- TASK DIRECTIONS
Show every line of the data that contains the string "Copy".

Records from a collection:

=-=-=-=-=

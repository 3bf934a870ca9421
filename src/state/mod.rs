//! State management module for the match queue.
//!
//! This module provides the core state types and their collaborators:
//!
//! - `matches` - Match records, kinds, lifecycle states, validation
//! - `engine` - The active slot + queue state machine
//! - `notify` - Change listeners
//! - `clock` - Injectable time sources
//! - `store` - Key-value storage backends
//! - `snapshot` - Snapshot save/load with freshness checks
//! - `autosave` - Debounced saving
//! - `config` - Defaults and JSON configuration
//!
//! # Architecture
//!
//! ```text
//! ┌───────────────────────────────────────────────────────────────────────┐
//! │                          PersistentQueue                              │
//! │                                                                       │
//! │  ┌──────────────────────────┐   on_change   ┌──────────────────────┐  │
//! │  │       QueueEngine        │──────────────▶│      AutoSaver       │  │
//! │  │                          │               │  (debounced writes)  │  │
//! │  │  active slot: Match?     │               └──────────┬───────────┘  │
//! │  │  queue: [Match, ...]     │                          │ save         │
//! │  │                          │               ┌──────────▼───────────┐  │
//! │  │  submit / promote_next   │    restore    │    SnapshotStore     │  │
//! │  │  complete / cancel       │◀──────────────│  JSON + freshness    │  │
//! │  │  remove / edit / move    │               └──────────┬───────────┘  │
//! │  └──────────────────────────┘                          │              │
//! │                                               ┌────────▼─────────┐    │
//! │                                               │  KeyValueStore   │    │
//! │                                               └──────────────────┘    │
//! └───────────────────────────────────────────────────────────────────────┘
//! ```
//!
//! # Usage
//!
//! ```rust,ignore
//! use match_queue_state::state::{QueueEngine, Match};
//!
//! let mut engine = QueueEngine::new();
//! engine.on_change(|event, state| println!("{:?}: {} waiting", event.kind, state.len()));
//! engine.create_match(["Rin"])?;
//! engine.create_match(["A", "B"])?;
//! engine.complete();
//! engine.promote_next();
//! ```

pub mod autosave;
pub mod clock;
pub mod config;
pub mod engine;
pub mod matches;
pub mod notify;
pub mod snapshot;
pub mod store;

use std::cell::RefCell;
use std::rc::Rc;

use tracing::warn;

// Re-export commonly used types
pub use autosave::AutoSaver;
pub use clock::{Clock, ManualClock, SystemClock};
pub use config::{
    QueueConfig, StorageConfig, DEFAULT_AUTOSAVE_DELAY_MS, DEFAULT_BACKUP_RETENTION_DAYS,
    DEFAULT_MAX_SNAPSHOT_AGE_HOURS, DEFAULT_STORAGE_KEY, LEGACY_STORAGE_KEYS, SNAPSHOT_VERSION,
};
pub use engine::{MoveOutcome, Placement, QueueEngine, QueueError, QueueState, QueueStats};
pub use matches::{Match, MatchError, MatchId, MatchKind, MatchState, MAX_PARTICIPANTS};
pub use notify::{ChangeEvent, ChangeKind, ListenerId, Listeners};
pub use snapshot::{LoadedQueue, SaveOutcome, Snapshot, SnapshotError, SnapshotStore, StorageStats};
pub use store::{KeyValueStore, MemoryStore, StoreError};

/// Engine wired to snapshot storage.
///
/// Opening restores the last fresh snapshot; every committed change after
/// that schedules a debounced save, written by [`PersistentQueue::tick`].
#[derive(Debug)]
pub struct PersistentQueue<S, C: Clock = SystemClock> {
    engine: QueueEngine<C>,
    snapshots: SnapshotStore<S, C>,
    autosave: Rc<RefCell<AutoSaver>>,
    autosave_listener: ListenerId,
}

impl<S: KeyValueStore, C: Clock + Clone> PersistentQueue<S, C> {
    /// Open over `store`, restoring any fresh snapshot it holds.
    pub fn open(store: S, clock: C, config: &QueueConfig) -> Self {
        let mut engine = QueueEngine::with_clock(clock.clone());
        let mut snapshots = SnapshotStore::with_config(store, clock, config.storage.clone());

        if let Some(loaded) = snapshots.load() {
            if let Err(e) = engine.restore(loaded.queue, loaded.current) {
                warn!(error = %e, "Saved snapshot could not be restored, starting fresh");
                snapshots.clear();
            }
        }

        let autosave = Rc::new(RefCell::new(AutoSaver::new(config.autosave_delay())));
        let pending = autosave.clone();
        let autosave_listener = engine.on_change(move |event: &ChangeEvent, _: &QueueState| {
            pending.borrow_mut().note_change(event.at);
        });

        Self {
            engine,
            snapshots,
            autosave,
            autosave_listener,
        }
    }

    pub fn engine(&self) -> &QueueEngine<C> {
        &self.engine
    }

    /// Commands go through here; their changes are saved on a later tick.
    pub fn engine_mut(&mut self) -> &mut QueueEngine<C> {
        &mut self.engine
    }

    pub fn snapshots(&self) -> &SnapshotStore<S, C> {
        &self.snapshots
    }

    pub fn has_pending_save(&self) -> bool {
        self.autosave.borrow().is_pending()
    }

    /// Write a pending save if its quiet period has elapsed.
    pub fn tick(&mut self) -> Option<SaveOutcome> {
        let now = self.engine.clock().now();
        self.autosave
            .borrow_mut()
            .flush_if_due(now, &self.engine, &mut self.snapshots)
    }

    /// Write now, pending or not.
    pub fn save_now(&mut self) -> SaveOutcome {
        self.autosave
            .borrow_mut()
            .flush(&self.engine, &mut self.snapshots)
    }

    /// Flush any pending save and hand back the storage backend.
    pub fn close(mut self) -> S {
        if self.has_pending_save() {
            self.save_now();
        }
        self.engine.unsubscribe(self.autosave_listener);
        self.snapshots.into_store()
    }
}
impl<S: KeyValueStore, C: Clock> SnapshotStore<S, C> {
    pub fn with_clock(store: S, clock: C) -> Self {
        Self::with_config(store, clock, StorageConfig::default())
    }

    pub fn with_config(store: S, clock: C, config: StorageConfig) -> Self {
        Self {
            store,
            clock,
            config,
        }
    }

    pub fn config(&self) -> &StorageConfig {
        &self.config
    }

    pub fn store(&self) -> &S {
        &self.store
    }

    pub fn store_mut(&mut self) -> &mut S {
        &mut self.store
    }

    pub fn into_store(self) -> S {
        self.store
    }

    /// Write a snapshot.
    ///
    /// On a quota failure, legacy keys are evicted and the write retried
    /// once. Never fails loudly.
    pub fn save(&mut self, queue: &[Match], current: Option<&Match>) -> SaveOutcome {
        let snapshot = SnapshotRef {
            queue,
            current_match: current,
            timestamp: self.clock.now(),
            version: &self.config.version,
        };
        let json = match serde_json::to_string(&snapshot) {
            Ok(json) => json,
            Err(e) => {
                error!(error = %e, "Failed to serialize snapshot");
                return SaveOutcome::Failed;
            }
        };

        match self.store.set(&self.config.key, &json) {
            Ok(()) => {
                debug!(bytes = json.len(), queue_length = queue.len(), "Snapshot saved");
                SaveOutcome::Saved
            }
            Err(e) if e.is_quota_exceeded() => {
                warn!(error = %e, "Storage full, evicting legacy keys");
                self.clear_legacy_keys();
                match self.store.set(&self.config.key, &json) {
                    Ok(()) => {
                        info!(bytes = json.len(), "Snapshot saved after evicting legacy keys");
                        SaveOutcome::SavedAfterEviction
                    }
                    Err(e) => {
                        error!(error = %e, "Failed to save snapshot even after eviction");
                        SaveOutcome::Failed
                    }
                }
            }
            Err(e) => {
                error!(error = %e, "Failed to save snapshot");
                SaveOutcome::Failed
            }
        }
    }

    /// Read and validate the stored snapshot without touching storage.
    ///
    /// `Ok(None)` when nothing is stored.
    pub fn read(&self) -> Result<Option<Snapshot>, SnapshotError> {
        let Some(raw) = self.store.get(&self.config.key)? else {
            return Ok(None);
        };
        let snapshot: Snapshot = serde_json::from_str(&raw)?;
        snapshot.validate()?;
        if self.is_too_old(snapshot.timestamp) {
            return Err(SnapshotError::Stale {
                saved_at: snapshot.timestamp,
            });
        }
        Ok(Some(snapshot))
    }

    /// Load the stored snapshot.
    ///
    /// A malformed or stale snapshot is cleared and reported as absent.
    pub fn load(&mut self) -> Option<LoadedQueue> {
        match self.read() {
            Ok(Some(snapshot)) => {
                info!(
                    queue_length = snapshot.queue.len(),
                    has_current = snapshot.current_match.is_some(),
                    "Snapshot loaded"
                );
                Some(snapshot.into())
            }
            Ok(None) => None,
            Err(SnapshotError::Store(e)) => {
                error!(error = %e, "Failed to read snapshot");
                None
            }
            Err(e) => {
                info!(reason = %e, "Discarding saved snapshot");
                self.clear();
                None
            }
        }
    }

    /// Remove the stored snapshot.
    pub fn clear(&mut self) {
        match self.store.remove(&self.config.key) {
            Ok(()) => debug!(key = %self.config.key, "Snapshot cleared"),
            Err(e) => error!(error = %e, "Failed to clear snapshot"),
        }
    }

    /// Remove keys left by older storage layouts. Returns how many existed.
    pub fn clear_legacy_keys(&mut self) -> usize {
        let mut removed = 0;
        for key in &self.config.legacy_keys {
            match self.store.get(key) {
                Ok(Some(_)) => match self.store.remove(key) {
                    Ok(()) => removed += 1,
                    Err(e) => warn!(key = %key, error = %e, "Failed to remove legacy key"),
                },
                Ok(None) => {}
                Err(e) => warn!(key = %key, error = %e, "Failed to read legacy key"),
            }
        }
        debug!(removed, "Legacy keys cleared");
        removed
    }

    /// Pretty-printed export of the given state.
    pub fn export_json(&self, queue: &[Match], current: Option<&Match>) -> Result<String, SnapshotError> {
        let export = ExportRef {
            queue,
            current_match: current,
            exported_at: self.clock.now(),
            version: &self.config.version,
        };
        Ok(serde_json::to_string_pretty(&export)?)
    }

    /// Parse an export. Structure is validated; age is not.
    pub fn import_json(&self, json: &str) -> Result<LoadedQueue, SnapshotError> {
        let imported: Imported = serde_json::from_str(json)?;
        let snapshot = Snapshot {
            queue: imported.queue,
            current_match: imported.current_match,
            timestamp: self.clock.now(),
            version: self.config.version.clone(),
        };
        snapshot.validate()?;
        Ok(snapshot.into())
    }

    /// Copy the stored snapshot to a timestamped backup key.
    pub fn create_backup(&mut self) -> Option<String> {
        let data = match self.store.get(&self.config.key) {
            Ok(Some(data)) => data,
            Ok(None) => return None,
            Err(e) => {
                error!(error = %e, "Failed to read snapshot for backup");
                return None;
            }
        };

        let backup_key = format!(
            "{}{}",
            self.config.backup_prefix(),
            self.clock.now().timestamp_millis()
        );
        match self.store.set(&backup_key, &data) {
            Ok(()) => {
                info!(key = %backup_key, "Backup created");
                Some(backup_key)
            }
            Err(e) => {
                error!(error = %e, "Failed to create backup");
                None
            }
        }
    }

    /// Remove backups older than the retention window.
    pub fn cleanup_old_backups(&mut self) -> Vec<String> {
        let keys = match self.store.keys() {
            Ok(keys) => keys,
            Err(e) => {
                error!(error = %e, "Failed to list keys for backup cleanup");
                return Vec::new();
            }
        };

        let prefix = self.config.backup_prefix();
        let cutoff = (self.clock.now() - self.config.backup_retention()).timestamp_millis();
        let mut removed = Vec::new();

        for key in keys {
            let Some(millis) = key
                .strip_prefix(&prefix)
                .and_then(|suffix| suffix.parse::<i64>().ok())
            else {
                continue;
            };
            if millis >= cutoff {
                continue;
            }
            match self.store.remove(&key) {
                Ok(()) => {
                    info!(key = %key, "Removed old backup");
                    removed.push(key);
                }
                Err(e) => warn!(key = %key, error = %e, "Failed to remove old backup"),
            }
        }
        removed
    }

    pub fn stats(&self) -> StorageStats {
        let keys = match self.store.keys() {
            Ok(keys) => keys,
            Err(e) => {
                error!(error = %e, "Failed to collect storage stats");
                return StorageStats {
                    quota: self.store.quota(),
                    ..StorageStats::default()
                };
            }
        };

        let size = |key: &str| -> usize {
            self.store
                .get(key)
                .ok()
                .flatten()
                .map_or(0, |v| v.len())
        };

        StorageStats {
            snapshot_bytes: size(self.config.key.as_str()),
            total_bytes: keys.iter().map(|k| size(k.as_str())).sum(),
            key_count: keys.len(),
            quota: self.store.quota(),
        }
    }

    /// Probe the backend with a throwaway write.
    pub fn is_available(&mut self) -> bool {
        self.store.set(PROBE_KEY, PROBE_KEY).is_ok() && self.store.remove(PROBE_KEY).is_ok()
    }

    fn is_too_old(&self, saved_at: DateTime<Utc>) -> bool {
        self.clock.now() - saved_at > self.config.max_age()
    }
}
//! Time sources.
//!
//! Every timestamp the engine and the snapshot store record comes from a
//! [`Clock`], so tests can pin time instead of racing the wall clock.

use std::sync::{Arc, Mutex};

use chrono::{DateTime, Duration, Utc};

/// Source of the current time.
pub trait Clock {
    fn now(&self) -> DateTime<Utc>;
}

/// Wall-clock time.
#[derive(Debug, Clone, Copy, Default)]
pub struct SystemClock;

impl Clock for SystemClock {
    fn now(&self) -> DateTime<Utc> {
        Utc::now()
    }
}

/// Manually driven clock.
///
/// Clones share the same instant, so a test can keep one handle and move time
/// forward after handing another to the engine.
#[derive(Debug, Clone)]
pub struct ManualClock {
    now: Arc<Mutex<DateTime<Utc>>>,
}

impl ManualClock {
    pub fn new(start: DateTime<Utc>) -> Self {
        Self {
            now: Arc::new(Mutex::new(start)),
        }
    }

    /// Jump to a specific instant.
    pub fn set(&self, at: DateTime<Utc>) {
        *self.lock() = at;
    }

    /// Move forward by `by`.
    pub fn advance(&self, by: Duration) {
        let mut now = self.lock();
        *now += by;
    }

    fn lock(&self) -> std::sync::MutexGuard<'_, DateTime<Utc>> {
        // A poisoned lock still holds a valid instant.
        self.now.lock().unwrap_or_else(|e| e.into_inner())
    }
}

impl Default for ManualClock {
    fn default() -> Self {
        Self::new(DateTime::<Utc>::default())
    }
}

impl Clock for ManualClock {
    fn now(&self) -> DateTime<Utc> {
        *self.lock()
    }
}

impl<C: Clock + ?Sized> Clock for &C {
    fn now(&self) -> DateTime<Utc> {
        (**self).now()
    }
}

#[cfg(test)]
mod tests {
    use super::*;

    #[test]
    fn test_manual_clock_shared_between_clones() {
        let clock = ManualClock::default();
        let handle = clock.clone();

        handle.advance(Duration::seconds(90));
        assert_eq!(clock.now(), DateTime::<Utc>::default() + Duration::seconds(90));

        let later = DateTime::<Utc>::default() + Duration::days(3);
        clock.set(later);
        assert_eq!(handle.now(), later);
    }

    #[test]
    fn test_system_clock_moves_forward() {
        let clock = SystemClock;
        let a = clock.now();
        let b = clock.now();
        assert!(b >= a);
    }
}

=-=-=-=-=

- ANSWER TO THIS EXERCISE
    /// Copy the stored snapshot to a timestamped backup key.
#[derive(Debug, Clone, Copy, Default)]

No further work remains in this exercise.